Abstract

A polymerase chain reaction-restriction fragment length polymorphism (PCR-RFLP) optimization reaction system for cpDNA in tea [Camellia sinensis (L.) O. Kuntze] was rapidly established. Results show that the optimal PCR reaction system was 100 ng template DNA, 200 μmolL^-1 dNTPs, 1.5 mmolL^-1 MgCl₂, 50 ng primer, 3U Taq DNA polymerase, and ddH₂O to the total volume of 25 μl; the optimal digestion system was 6 μl amplification product, 2 U endonuclease, 1×endonuclease buffer in digestion solution, and ddH₂O to the total volume of 15 μl; digestion time was 6 h at 37°C. With the optimized system, genetic diversity among 30 tea cultivars was investigated.Seven sets of chloroplast primers could produce one or more distinct bands.
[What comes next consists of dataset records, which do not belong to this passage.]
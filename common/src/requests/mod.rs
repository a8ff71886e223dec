//! Request payloads sent by the dashboard.
//!
//! Constructors that can fail run the client-side checks the panels rely on:
//! when they return an error, no request is sent.

use serde::Serialize;

use crate::error::ApiError;
use crate::model::job::JobSource;

pub const MIN_RESULTS: u32 = 1;
pub const MAX_RESULTS: u32 = 100;
pub const DEFAULT_MAX_RESULTS: u32 = 20;

/// Result count for the dashboard's local search.
pub const LOCAL_SEARCH_MAX_RESULTS: u32 = 30;
/// Number of best matches the comparison report includes.
pub const COMPARE_TOP_N: u32 = 10;
pub const DEFAULT_JOBS_FILE: &str = "latest.json";
pub const DEFAULT_LOCATION: &str = "Seoul, South Korea";

/// Body of `POST /api/jobs/search`.
#[derive(Debug, Clone, PartialEq, Serialize)]
pub struct JobSearchRequest {
    pub keyword: String,
    #[serde(skip_serializing_if = "Option::is_none")]
    pub location: Option<String>,
    pub max_results: u32,
    pub sources: Vec<JobSource>,
}

impl JobSearchRequest {
    /// Validates the search form. A blank location is dropped from the body;
    /// `max_results` is sent as given (the form clamps it while typing).
    pub fn new(
        keyword: &str,
        location: &str,
        max_results: u32,
        sources: &[JobSource],
    ) -> Result<Self, ApiError> {
        if keyword.trim().is_empty() {
            return Err(ApiError::InvalidInput(
                "검색 키워드를 입력하세요".to_string(),
            ));
        }
        if sources.is_empty() {
            return Err(ApiError::InvalidInput(
                "검색할 플랫폼을 하나 이상 선택하세요".to_string(),
            ));
        }
        Ok(Self {
            keyword: keyword.to_string(),
            location: if location.is_empty() {
                None
            } else {
                Some(location.to_string())
            },
            max_results,
            sources: sources.to_vec(),
        })
    }
}

/// Parses the result-count input, keeping it inside `1..=100`.
/// Unparseable input leaves `current` untouched.
pub fn clamp_max_results(raw: &str, current: u32) -> u32 {
    match raw.trim().parse::<i64>() {
        Ok(value) => value.clamp(MIN_RESULTS as i64, MAX_RESULTS as i64) as u32,
        Err(_) => current,
    }
}

/// Body of `POST /api/matching/analyze`.
#[derive(Debug, Clone, PartialEq, Serialize)]
pub struct AnalyzeRequest {
    pub resume_id: String,
    pub job_id: String,
}

/// Body of `POST /api/local/jobs/search`.
#[derive(Debug, Clone, PartialEq, Serialize)]
pub struct LocalSearchRequest {
    pub keyword: String,
    pub location: String,
    pub max_results: u32,
}

impl LocalSearchRequest {
    pub fn new(keyword: &str, location: &str) -> Result<Self, ApiError> {
        if keyword.trim().is_empty() {
            return Err(ApiError::InvalidInput(
                "검색 키워드를 입력하세요".to_string(),
            ));
        }
        Ok(Self {
            keyword: keyword.to_string(),
            location: location.to_string(),
            max_results: LOCAL_SEARCH_MAX_RESULTS,
        })
    }
}

/// Body of `POST /api/local/resume/compare`.
#[derive(Debug, Clone, PartialEq, Serialize)]
pub struct CompareRequest {
    pub resume_path: String,
    pub jobs_file: String,
    pub top_n: u32,
}

impl CompareRequest {
    pub fn new(resume_path: Option<&str>, jobs_file: &str) -> Result<Self, ApiError> {
        match resume_path {
            Some(path) if !path.is_empty() => Ok(Self {
                resume_path: path.to_string(),
                jobs_file: jobs_file.to_string(),
                top_n: COMPARE_TOP_N,
            }),
            _ => Err(ApiError::InvalidInput("이력서를 선택하세요".to_string())),
        }
    }
}

#[cfg(test)]
mod tests {
    use super::*;

    #[test]
    fn search_body_matches_wire_contract() {
        let request = JobSearchRequest::new(
            "Python Developer",
            "Seoul, South Korea",
            20,
            &[JobSource::LinkedIn, JobSource::Indeed],
        )
        .unwrap();
        assert_eq!(
            serde_json::to_string(&request).unwrap(),
            r#"{"keyword":"Python Developer","location":"Seoul, South Korea","max_results":20,"sources":["linkedin","indeed"]}"#
        );
    }

    #[test]
    fn blank_location_is_omitted() {
        let request = JobSearchRequest::new("rust", "", 5, &[JobSource::Indeed]).unwrap();
        assert_eq!(
            serde_json::to_string(&request).unwrap(),
            r#"{"keyword":"rust","max_results":5,"sources":["indeed"]}"#
        );
    }

    #[test]
    fn source_order_follows_selection() {
        let request =
            JobSearchRequest::new("rust", "", 5, &[JobSource::Indeed, JobSource::LinkedIn])
                .unwrap();
        assert_eq!(request.sources, [JobSource::Indeed, JobSource::LinkedIn]);
    }

    #[test]
    fn empty_source_set_is_rejected() {
        let err = JobSearchRequest::new("rust", "", 20, &[]).unwrap_err();
        assert!(matches!(err, ApiError::InvalidInput(_)));
    }

    #[test]
    fn blank_keyword_is_rejected() {
        assert!(JobSearchRequest::new("   ", "", 20, &JobSource::ALL).is_err());
        assert!(LocalSearchRequest::new("", DEFAULT_LOCATION).is_err());
    }

    #[test]
    fn max_results_is_clamped_while_typing() {
        assert_eq!(clamp_max_results("50", 20), 50);
        assert_eq!(clamp_max_results("0", 20), 1);
        assert_eq!(clamp_max_results("-3", 20), 1);
        assert_eq!(clamp_max_results("250", 20), 100);
        assert_eq!(clamp_max_results("", 20), 20);
        assert_eq!(clamp_max_results("abc", 42), 42);
    }

    #[test]
    fn analyze_body_shape() {
        let request = AnalyzeRequest {
            resume_id: "abc123".into(),
            job_id: "li-42".into(),
        };
        assert_eq!(
            serde_json::to_string(&request).unwrap(),
            r#"{"resume_id":"abc123","job_id":"li-42"}"#
        );
    }

    #[test]
    fn local_search_uses_fixed_result_count() {
        let request = LocalSearchRequest::new("Data Engineer", DEFAULT_LOCATION).unwrap();
        assert_eq!(
            serde_json::to_string(&request).unwrap(),
            r#"{"keyword":"Data Engineer","location":"Seoul, South Korea","max_results":30}"#
        );
    }

    #[test]
    fn compare_requires_a_resume() {
        assert!(CompareRequest::new(None, DEFAULT_JOBS_FILE).is_err());
        assert!(CompareRequest::new(Some(""), DEFAULT_JOBS_FILE).is_err());

        let request = CompareRequest::new(Some("uploads/resume.pdf"), DEFAULT_JOBS_FILE).unwrap();
        assert_eq!(
            serde_json::to_string(&request).unwrap(),
            r#"{"resume_path":"uploads/resume.pdf","jobs_file":"latest.json","top_n":10}"#
        );
    }
}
After the amplified products were digested by 10 restriction enzymes, a total of 135 bands were detected, among which 98 bands (72.59%) were polymorphic. The cpDNA PCR-RFLP based genetic distance (GD) among 30 tea accessions ranged from 0 to 0.071, with the mean of 0.049. This study suggests that the optimization system was suitable for PCR-RFLP analysis of cpDNA in tea.

Key words: Camellia sinensis, PCR-RFLP, chloroplast DNA, establishment.